To be sure, Upstart init doesn't share any code with the SysV init scheme, but it's rather a superset of it, providing a good degree of backward-compatibility. The main departure from the traditional SysV way of doing things is that Upstart implements an event-driven model that allows it to respond to milestones asynchronously as they are reached. Upstart also implements the concept of jobs, which are described by the files under /etc/init/*.conf, and whose purpose is to execute a script section that spawns a process. As such, system initialization can be expressed as a consecutive set of "spawn process X when event Y occurs" rules.

Just like in the SysV scheme, the Linux kernel gives control to Upstart when it executes the Upstart implementation of /sbin/init. At this point, things may work a little differently depending on your distribution of Linux. For Red Hat Enterprise Linux (RHEL) 6 users, you'll still find a file at /etc/inittab, but the sole function of this file is to set the default runlevel for the system. If your distribution is one of the Ubuntu derivatives, /etc/inittab doesn't even exist anymore, and the default runlevel is set in a file called /etc/init/rc-sysinit.conf instead.
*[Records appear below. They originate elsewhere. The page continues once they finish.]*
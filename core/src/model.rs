//! Names and identities of every object the controller manages.
//!
//! The stack moved from a `kafka-*` naming scheme to `observability-*`. Both
//! schemes are addressed from here so that the sync stages and the migration
//! gate agree on which identity is current and which is legacy.

use crate::types::object::{Kind, ObjectRef, Selector};
use crate::types::spec::Observability;

pub const PROMETHEUS_DEFAULT_NAME: &str = "observability-prometheus";
pub const PROMETHEUS_OLD_DEFAULT_NAME: &str = "kafka-prometheus";
pub const ALERTMANAGER_DEFAULT_NAME: &str = "observability-alertmanager";
pub const ALERTMANAGER_OLD_DEFAULT_NAME: &str = "kafka-alertmanager";
pub const GRAFANA_DEFAULT_NAME: &str = "observability-grafana";
pub const GRAFANA_OLD_DEFAULT_NAME: &str = "kafka-grafana";
pub const PROMTAIL_DEFAULT_NAME: &str = "observability-promtail";
pub const PROMTAIL_OLD_DEFAULT_NAME: &str = "kafka-promtail";

pub const PROMETHEUS_CATALOG_SOURCE: &str = "prometheus-catalogsource";
pub const PROMETHEUS_CATALOG_IMAGE: &str = "quay.io/integreatly/custom-prometheus-index:1.0.0";
pub const PROMETHEUS_SUBSCRIPTION: &str = "prometheus-subscription";
pub const PROMETHEUS_OPERATOR_GROUP: &str = "observability-operatorgroup";
pub const PROMETHEUS_OPERATOR_DEPLOYMENT: &str = "prometheus-operator";

/// The one stale installation the drift guard knows how to remove.
pub const STALE_PROMETHEUS_CSV: &str = "prometheusoperator.0.56.3";

pub const TOKEN_SECRET: &str = "observatorium-credentials";
pub const GRAFANA_BASE_IMAGE: &str = "docker.io/grafana/grafana:";
pub const PROMTAIL_IMAGE: &str = "docker.io/grafana/promtail:2.4.2";
pub const PRIORITY_CLASS_NAME: &str = "observability-priority";

pub const MANAGED_BY_LABEL: &str = "app.kubernetes.io/managed-by";
pub const MANAGED_BY_VALUE: &str = "observability-operator";

fn name_or_default<'a>(configured: &'a str, default: &'a str) -> &'a str {
    if configured.is_empty() {
        default
    } else {
        configured
    }
}

// ---------------------------------------------------------------------------
// Metrics engine
// ---------------------------------------------------------------------------

pub fn prometheus_name(cr: &Observability) -> &str {
    name_or_default(&cr.spec.prometheus_default_name, PROMETHEUS_DEFAULT_NAME)
}

pub fn prometheus(cr: &Observability) -> ObjectRef {
    ObjectRef::namespaced(Kind::Prometheus, &cr.namespace, prometheus_name(cr))
}

pub fn prometheus_route(cr: &Observability) -> ObjectRef {
    ObjectRef::namespaced(Kind::Route, &cr.namespace, prometheus_name(cr))
}

pub fn prometheus_service(cr: &Observability) -> ObjectRef {
    ObjectRef::namespaced(Kind::Service, &cr.namespace, prometheus_name(cr))
}

pub fn prometheus_service_account(cr: &Observability) -> ObjectRef {
    ObjectRef::namespaced(Kind::ServiceAccount, &cr.namespace, prometheus_name(cr))
}

pub fn prometheus_cluster_role(cr: &Observability) -> ObjectRef {
    ObjectRef::cluster(Kind::ClusterRole, prometheus_name(cr))
}

pub fn prometheus_cluster_role_binding(cr: &Observability) -> ObjectRef {
    ObjectRef::cluster(Kind::ClusterRoleBinding, prometheus_name(cr))
}

/// Pods run by the metrics engine named `name`.
pub fn prometheus_pods(cr: &Observability, name: &str) -> Selector {
    Selector::kind(Kind::Pod)
        .in_namespace(&cr.namespace)
        .with_label("prometheus", name)
}

// ---------------------------------------------------------------------------
// Alert router
// ---------------------------------------------------------------------------

pub fn alertmanager_name(cr: &Observability) -> &str {
    name_or_default(&cr.spec.alertmanager_default_name, ALERTMANAGER_DEFAULT_NAME)
}

pub fn alertmanager(cr: &Observability) -> ObjectRef {
    ObjectRef::namespaced(Kind::Alertmanager, &cr.namespace, alertmanager_name(cr))
}

/// The generated routing config secret for the alert router named `name`.
pub fn alertmanager_secret_name(name: &str) -> String {
    format!("alertmanager-{}", name)
}

pub fn alertmanager_secret(cr: &Observability) -> ObjectRef {
    ObjectRef::namespaced(
        Kind::Secret,
        &cr.namespace,
        &alertmanager_secret_name(alertmanager_name(cr)),
    )
}

pub fn alertmanager_route(cr: &Observability) -> ObjectRef {
    ObjectRef::namespaced(Kind::Route, &cr.namespace, alertmanager_name(cr))
}

pub fn alertmanager_service(cr: &Observability) -> ObjectRef {
    ObjectRef::namespaced(Kind::Service, &cr.namespace, alertmanager_name(cr))
}

pub fn alertmanager_service_account(cr: &Observability) -> ObjectRef {
    ObjectRef::namespaced(Kind::ServiceAccount, &cr.namespace, alertmanager_name(cr))
}

pub fn alertmanager_cluster_role(cr: &Observability) -> ObjectRef {
    ObjectRef::cluster(Kind::ClusterRole, alertmanager_name(cr))
}

pub fn alertmanager_cluster_role_binding(cr: &Observability) -> ObjectRef {
    ObjectRef::cluster(Kind::ClusterRoleBinding, alertmanager_name(cr))
}

pub fn alertmanager_pods(cr: &Observability, name: &str) -> Selector {
    Selector::kind(Kind::Pod)
        .in_namespace(&cr.namespace)
        .with_label("alertmanager", name)
}

// ---------------------------------------------------------------------------
// Dashboard service
// ---------------------------------------------------------------------------

pub fn grafana_name(cr: &Observability) -> &str {
    name_or_default(&cr.spec.grafana_default_name, GRAFANA_DEFAULT_NAME)
}

pub fn grafana(cr: &Observability) -> ObjectRef {
    ObjectRef::namespaced(Kind::Grafana, &cr.namespace, grafana_name(cr))
}

pub fn grafana_pods(cr: &Observability, name: &str) -> Selector {
    Selector::kind(Kind::Pod)
        .in_namespace(&cr.namespace)
        .with_label("app.kubernetes.io/instance", name)
}

/// Container image for the configured dashboard version, if the version can
/// be read as `major[.minor[.patch]]` with an optional `v` prefix.
pub fn grafana_image(version: Option<&str>) -> Option<String> {
    let raw = version?.trim();
    let raw = raw.strip_prefix('v').unwrap_or(raw);
    let mut parts: Vec<u64> = Vec::with_capacity(3);
    for piece in raw.split('.') {
        parts.push(piece.parse().ok()?);
    }
    if parts.is_empty() || parts.len() > 3 {
        return None;
    }
    parts.resize(3, 0);
    if parts.iter().all(|p| *p == 0) {
        return None;
    }
    Some(format!(
        "{}{}.{}.{}",
        GRAFANA_BASE_IMAGE, parts[0], parts[1], parts[2]
    ))
}

// ---------------------------------------------------------------------------
// Log shipper
// ---------------------------------------------------------------------------

pub fn promtail(cr: &Observability) -> ObjectRef {
    ObjectRef::namespaced(Kind::DaemonSet, &cr.namespace, PROMTAIL_DEFAULT_NAME)
}

pub fn promtail_service_account(cr: &Observability) -> ObjectRef {
    ObjectRef::namespaced(Kind::ServiceAccount, &cr.namespace, PROMTAIL_DEFAULT_NAME)
}

pub fn promtail_cluster_role(_cr: &Observability) -> ObjectRef {
    ObjectRef::cluster(Kind::ClusterRole, PROMTAIL_DEFAULT_NAME)
}

pub fn promtail_cluster_role_binding(_cr: &Observability) -> ObjectRef {
    ObjectRef::cluster(Kind::ClusterRoleBinding, PROMTAIL_DEFAULT_NAME)
}

// ---------------------------------------------------------------------------
// Operator installation
// ---------------------------------------------------------------------------

pub fn prometheus_namespace(cr: &Observability) -> ObjectRef {
    ObjectRef::cluster(Kind::Namespace, cr.prometheus_operator_namespace())
}

pub fn prometheus_catalog_source(cr: &Observability) -> ObjectRef {
    ObjectRef::namespaced(
        Kind::CatalogSource,
        cr.prometheus_operator_namespace(),
        PROMETHEUS_CATALOG_SOURCE,
    )
}

pub fn prometheus_subscription(cr: &Observability) -> ObjectRef {
    ObjectRef::namespaced(
        Kind::Subscription,
        cr.prometheus_operator_namespace(),
        PROMETHEUS_SUBSCRIPTION,
    )
}

pub fn prometheus_operator_group(cr: &Observability) -> ObjectRef {
    ObjectRef::namespaced(
        Kind::OperatorGroup,
        cr.prometheus_operator_namespace(),
        PROMETHEUS_OPERATOR_GROUP,
    )
}

pub fn stale_prometheus_csv(cr: &Observability) -> ObjectRef {
    ObjectRef::namespaced(
        Kind::ClusterServiceVersion,
        cr.prometheus_operator_namespace(),
        STALE_PROMETHEUS_CSV,
    )
}

pub fn token_secret(cr: &Observability) -> ObjectRef {
    ObjectRef::namespaced(Kind::Secret, &cr.namespace, TOKEN_SECRET)
}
The Upstart version of /sbin/init will emit a single event called startup, which triggers the rest of the system initialization. There are a few jobs that specify the startup event as their start condition, the most notable of which is mountall, which mounts all filesystems. The mountall job then triggers various other events related to disk and filesystem initialization. These events, in turn, trigger the udev kernel device manager to start, and it emits the event that starts the networking subsystem.

This is when one of the most critical jobs is triggered by Upstart. This job is called rc-sysinit, which has a start dependency on the filesystem and network-up events. The role of this job is to bring the system to its default runlevel. It executes the command telinit <runlevel> to achieve this. The telinit command then emits the runlevel event, which causes many other jobs to start. This includes the /etc/init/rc.conf job, which implements a compatibility layer for the SysV init scheme. It executes /etc/init.d/rc <runlevel> and determines if a /etc/rc#.d/ directory exists for the current runlevel, executing all scripts in it.

In Upstart-based systems, such as Ubuntu and RHEL 6, you can use the tools sysv-rc-conf or chkconfig, respectively, to manage the runlevel of different services. You also can manage jobs via the initctl utility. You can list all jobs and their respective start and stop events with the command initctl show-config. You also can check on job status, list available jobs and start/stop jobs with the following commands, respectively:

$ initctl status <job>
$ initctl list
# initctl start|stop <job>

The Upstart scheme has been used in popular distributions of Linux, such as Fedora from versions 9 up to 14, the RHEL 6 series and Ubuntu since version 6.10 to present. But for all the flexibility that Upstart init brings to Linux, it still falls short in a few fundamental ways:

It ignores the system state between events. For instance, a system has a power cord plugged in, then the system runs on AC power for a while, and then the user unplugs the power cord. Upstart focuses on each event above as a single discrete and unrelated unit, instead of tracking the chain of events as a whole.
The event-driven nature of the system turns the dependency chain on its head. Instead of doing the absolute minimum amount of work needed to get the system to a working state, when an event is triggered, it executes all jobs that could possibly follow it. For example, just because networking has started, it doesn't mean that NFS also should start. As a matter of fact, the opposite is the correct order of things: when a user requests access to an NFS share, the system should validate that networking is also up and running.
The dependency chain is still present. Although many more things happen in parallel in Upstart, the user has to port the original script sequence from SysV init to a set of event trigger action rules in the *.conf files in /etc/init. Furthermore, because of the spanning tree structure of the event system, it is a real nightmare to figure out why something happened and what event triggered it.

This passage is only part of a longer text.